Banco Continental SA, headquartered in San Pedro Sula, was sanctioned under the Foreign Narcotics Kingpin Designation Act in connection with a major money laundering case brought in federal court in the Southern District of New York.
The United States indictment that initiated the action also named Jaime Rosenthal’s son Yani, his nephew Yankel, who was arrested in Miami on October 6, and a company lawyer. One of Honduras’ most powerful businessmen, Jaime Rosenthal, said Sunday that his family will honor all of its financial commitments, especially those of their Banco Continental. Clients and employees had lined up for days over the weekend in hopes of making withdrawals.
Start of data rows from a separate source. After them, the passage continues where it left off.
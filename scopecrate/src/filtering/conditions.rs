use chrono::{DateTime, Days, NaiveDate, NaiveDateTime, Utc};
use sea_orm::{
    DatabaseBackend, JoinType,
    sea_query::{Alias, Expr, Func, SimpleExpr},
};
use uuid::Uuid;

use super::clause::{Operator, ParsedClause};
use super::resolver::{ResolvedField, resolve_field};
use crate::core::query::JoinSpec;
use crate::descriptor::{EntityDescriptor, EntityRegistry, FieldKind, LookupTarget, RelationField};
use crate::errors::FilterError;

/// Prefix for aliases of tables joined by relation clauses.
const RELATION_ALIAS_PREFIX: &str = "rel_";

/// Uppercased LIKE pattern for a (wildcard-translated) filter value.
///
/// A value without `%` is a substring match; with `%` it's used as written.
#[must_use]
pub fn like_pattern(value: &str) -> String {
    if value.contains('%') {
        value.to_uppercase()
    } else {
        format!("%{}%", value.to_uppercase())
    }
}

/// Build condition for a string expression with LIKE (case-insensitive)
#[must_use]
pub fn build_like_condition(column: SimpleExpr, value: &str) -> SimpleExpr {
    SimpleExpr::FunctionCall(Func::upper(column)).like(like_pattern(value))
}

/// A predicate that matches no row.
#[must_use]
pub fn constant_false() -> SimpleExpr {
    Expr::val(1).eq(0)
}

/// Apply a comparison operator. `ContainsCI` degrades to equality for kinds
/// that have no substring semantics.
fn apply_comparison<V>(column: SimpleExpr, operator: Operator, value: V) -> SimpleExpr
where
    V: Into<SimpleExpr>,
{
    let column = Expr::expr(column);
    match operator {
        Operator::ContainsCI => column.eq(value),
        Operator::NotEquals => column.ne(value),
        Operator::LessThan => column.lt(value),
        Operator::LessOrEqual => column.lte(value),
        Operator::GreaterThan => column.gt(value),
        Operator::GreaterOrEqual => column.gte(value),
    }
}

fn parse_bool(value: &str) -> Option<bool> {
    match value.to_ascii_lowercase().as_str() {
        "true" | "1" | "yes" => Some(true),
        "false" | "0" | "no" => Some(false),
        _ => None,
    }
}

/// Parse a timestamp filter value. The flag is `true` for date-only input.
///
/// Accepted: RFC 3339, `YYYY-MM-DDTHH:MM:SS`, `YYYY-MM-DD HH:MM:SS`,
/// `YYYY-MM-DD` (midnight UTC).
#[must_use]
pub fn parse_timestamp(value: &str) -> Option<(DateTime<Utc>, bool)> {
    if let Ok(parsed) = DateTime::parse_from_rfc3339(value) {
        return Some((parsed.with_timezone(&Utc), false));
    }
    for format in ["%Y-%m-%dT%H:%M:%S", "%Y-%m-%d %H:%M:%S"] {
        if let Ok(naive) = NaiveDateTime::parse_from_str(value, format) {
            return Some((naive.and_utc(), false));
        }
    }
    NaiveDate::parse_from_str(value, "%Y-%m-%d")
        .ok()
        .and_then(|date| date.and_hms_opt(0, 0, 0))
        .map(|naive| (naive.and_utc(), true))
}

/// Compiles parsed clauses of one entity into predicates.
///
/// Relation clauses register a LEFT JOIN per relation; the joins are collected
/// and handed to the query together with the final condition.
pub struct PredicateCompiler<'a> {
    registry: &'a EntityRegistry,
    descriptor: &'a EntityDescriptor,
    backend: DatabaseBackend,
    joins: Vec<JoinSpec>,
}

impl<'a> PredicateCompiler<'a> {
    #[must_use]
    pub fn new(
        registry: &'a EntityRegistry,
        descriptor: &'a EntityDescriptor,
        backend: DatabaseBackend,
    ) -> Self {
        Self {
            registry,
            descriptor,
            backend,
            joins: Vec::new(),
        }
    }

    /// Joins required by the relation clauses compiled so far.
    #[must_use]
    pub fn into_joins(self) -> Vec<JoinSpec> {
        self.joins
    }

    /// Resolve and compile one clause.
    ///
    /// # Errors
    ///
    /// Any resolution or coercion failure; the caller fails the whole filter.
    pub fn compile(&mut self, clause: &ParsedClause) -> Result<SimpleExpr, FilterError> {
        match resolve_field(self.registry, self.descriptor, &clause.attribute)? {
            ResolvedField::Native { name, kind } => self.native_predicate(name, kind, clause),
            ResolvedField::Relation { relation, foreign } => {
                self.relation_predicate(relation, foreign, clause)
            }
        }
    }

    fn column(&self, field: &str) -> SimpleExpr {
        Expr::col((Alias::new(self.descriptor.table()), Alias::new(field))).into()
    }

    fn native_predicate(
        &self,
        field: &str,
        kind: FieldKind,
        clause: &ParsedClause,
    ) -> Result<SimpleExpr, FilterError> {
        let value = clause.raw_value.as_str();
        let operator = clause.operator;
        let column = self.column(field);
        let invalid = || FilterError::InvalidValue {
            field: field.to_string(),
            kind,
            value: value.to_string(),
        };
        let unsupported = || FilterError::UnsupportedOperator {
            field: field.to_string(),
            kind,
            operator,
        };

        match kind {
            FieldKind::String => Ok(match operator {
                Operator::ContainsCI => build_like_condition(column, value),
                _ => apply_comparison(column, operator, value.to_string()),
            }),
            FieldKind::Number => {
                if let Ok(int_value) = value.parse::<i64>() {
                    Ok(apply_comparison(column, operator, int_value))
                } else if let Some(float_value) =
                    value.parse::<f64>().ok().filter(|f| f.is_finite())
                {
                    Ok(apply_comparison(column, operator, float_value))
                } else {
                    Err(invalid())
                }
            }
            FieldKind::Boolean => {
                let flag = parse_bool(value).ok_or_else(invalid)?;
                match operator {
                    Operator::ContainsCI | Operator::NotEquals => {
                        Ok(apply_comparison(column, operator, flag))
                    }
                    _ => Err(unsupported()),
                }
            }
            FieldKind::Timestamp => {
                let (timestamp, date_only) = parse_timestamp(value).ok_or_else(invalid)?;
                if operator == Operator::ContainsCI && date_only {
                    let next_day = timestamp.checked_add_days(Days::new(1)).ok_or_else(invalid)?;
                    return Ok(Expr::expr(column.clone())
                        .gte(timestamp)
                        .and(Expr::expr(column).lt(next_day)));
                }
                Ok(apply_comparison(column, operator, timestamp))
            }
            FieldKind::Json => match operator {
                Operator::ContainsCI => Ok(build_like_condition(self.json_as_text(column), value)),
                _ => Err(unsupported()),
            },
            FieldKind::Uuid => {
                let uid = Uuid::parse_str(value).map_err(|_| invalid())?;
                match operator {
                    Operator::ContainsCI | Operator::NotEquals => {
                        Ok(apply_comparison(column, operator, uid))
                    }
                    _ => Err(unsupported()),
                }
            }
        }
    }

    fn json_as_text(&self, column: SimpleExpr) -> SimpleExpr {
        match self.backend {
            DatabaseBackend::Postgres => Expr::expr(column).cast_as(Alias::new("TEXT")),
            DatabaseBackend::MySql => Expr::expr(column).cast_as(Alias::new("CHAR")),
            // SQLite stores JSON as text already
            _ => column,
        }
    }

    fn relation_predicate(
        &mut self,
        relation: &RelationField,
        foreign: &EntityDescriptor,
        clause: &ParsedClause,
    ) -> Result<SimpleExpr, FilterError> {
        if clause.operator != Operator::ContainsCI {
            return Err(FilterError::UnsupportedRelationOperator {
                relation: relation.name.clone(),
                operator: clause.operator,
            });
        }

        let alias = format!("{RELATION_ALIAS_PREFIX}{}", relation.name);
        if !self.joins.iter().any(|join| join.alias == alias) {
            self.joins.push(JoinSpec {
                join_type: JoinType::LeftJoin,
                table: foreign.table().to_string(),
                alias: alias.clone(),
                alias_column: foreign.id_field().to_string(),
                from: self.descriptor.table().to_string(),
                from_column: relation.join_key(),
            });
        }

        let target = LookupTarget::new(foreign, &alias, self.backend);
        (foreign.related_lookup())(&target, &clause.raw_value)
    }
}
Hernández promised the approximately 11,000 employees of Grupo Continental, the Rosenthals’ umbrella company, they would be paid. The U.S. Justice Department accuses the Rosenthals and others connected to their sprawling Grupo Contintental company of laundering money for Central American drug traffickers and their criminal organizations.
Officials have emphasized that the bank is not being liquidated for lack of funds, though the freezing of its accounts in the United States did cut its access to about $20 million of its funds, leaving it slightly below the threshold of the percentage of its deposits it must hold in cash.
Banco Continental, the communique added, proposed that the CNBS accept “the voluntary liquidation of the bank” because the “prohibition” on other financial institutions negotiating with the bank “makes it impossible to operate”.
Evasio Asencio, who the Honduran government designated to liquidate the bank, said doors would open on Wednesday. “You can’t say that a bank has capital and cancel it this fast”.